**Task instructions:**
Produce an exact copy of the lines below, starting at the first and ending with the line containing "use tracing::debug;".

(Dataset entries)
☆ ☆ ☆ ☆ ☆ ☆ ☆

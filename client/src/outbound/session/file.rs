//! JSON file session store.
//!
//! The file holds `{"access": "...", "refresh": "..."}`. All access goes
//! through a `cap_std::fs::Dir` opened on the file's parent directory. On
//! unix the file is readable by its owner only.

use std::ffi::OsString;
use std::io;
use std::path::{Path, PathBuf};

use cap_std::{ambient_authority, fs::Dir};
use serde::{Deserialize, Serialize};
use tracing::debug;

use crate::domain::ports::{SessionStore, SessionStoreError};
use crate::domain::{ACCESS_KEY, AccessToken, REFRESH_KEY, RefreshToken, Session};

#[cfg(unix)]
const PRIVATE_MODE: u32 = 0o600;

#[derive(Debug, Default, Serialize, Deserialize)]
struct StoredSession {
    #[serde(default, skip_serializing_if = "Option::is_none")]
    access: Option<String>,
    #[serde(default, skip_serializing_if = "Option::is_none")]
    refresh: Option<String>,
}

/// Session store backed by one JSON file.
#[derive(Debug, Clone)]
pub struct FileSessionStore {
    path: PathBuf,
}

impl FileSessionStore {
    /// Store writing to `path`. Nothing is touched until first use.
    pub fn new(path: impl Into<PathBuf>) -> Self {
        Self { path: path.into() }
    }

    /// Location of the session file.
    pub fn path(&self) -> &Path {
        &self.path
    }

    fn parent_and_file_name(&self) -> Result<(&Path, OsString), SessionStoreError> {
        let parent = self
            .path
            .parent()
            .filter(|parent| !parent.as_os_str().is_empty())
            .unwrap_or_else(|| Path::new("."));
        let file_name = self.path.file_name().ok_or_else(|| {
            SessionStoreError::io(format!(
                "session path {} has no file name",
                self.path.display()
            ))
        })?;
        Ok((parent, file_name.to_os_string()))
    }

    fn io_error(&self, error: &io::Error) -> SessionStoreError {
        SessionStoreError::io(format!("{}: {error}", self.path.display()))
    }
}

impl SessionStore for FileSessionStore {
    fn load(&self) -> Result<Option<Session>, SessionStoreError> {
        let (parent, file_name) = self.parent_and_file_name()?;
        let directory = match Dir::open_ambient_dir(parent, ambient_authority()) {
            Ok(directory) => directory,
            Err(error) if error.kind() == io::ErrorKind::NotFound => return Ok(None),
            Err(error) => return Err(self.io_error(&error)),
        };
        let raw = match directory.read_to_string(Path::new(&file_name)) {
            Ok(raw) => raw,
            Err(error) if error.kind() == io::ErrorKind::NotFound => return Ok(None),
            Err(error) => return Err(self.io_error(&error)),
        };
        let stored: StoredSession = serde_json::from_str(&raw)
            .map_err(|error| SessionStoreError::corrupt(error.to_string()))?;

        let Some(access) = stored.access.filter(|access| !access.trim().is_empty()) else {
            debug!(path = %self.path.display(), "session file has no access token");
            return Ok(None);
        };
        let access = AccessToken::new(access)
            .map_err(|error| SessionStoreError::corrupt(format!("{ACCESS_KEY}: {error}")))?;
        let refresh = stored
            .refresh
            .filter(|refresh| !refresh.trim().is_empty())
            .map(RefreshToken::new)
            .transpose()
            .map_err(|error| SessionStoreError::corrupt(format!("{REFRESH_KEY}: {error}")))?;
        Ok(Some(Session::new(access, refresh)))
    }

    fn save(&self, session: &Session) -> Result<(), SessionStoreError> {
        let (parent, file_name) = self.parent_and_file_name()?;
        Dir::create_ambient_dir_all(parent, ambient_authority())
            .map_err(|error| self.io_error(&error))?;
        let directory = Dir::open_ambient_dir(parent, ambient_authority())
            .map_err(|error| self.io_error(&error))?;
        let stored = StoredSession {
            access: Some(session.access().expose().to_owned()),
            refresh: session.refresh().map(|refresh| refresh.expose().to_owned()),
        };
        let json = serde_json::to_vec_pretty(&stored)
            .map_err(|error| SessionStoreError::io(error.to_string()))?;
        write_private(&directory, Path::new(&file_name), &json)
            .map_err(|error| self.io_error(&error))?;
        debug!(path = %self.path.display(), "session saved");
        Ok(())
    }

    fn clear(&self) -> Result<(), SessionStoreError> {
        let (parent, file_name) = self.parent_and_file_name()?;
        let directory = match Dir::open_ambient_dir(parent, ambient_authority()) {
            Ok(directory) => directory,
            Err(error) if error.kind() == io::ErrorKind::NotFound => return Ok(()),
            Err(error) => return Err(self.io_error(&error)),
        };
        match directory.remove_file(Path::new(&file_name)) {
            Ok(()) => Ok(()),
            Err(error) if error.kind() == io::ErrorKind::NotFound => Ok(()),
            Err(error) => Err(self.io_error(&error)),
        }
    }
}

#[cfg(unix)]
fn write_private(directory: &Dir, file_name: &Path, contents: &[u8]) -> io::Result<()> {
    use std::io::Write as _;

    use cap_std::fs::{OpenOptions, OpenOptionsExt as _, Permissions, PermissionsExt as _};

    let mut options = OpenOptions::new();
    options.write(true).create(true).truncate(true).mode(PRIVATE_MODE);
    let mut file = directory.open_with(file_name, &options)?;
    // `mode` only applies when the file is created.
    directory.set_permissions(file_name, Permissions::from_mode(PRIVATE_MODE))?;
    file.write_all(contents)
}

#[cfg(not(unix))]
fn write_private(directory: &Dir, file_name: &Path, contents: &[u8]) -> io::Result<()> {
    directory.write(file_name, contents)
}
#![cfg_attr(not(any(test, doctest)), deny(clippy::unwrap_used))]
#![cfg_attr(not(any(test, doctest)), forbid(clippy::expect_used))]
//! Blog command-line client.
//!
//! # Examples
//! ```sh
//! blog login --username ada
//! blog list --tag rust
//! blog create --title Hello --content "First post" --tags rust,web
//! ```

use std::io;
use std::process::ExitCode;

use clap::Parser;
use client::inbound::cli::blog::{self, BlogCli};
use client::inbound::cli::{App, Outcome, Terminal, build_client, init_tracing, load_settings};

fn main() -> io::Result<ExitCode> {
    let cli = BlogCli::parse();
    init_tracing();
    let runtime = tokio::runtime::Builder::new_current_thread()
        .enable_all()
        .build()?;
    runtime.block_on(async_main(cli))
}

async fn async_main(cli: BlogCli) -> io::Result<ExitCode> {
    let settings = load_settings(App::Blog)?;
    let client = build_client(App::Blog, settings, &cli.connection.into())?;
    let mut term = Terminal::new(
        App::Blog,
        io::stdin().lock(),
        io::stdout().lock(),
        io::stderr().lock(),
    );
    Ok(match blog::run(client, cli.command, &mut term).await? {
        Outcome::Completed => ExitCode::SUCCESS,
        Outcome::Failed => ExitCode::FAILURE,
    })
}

☆ ☆ ☆ ☆ ☆ ☆ ☆

**Exercise solution:**
filename client/src/outbound/session/file.rs
//! JSON file session store.
//!
//! The file holds `{"access": "...", "refresh": "..."}`. All access goes
//! through a `cap_std::fs::Dir` opened on the file's parent directory. On
//! unix the file is readable by its owner only.

use std::ffi::OsString;
use std::io;
use std::path::{Path, PathBuf};

use cap_std::{ambient_authority, fs::Dir};
use serde::{Deserialize, Serialize};
use tracing::debug;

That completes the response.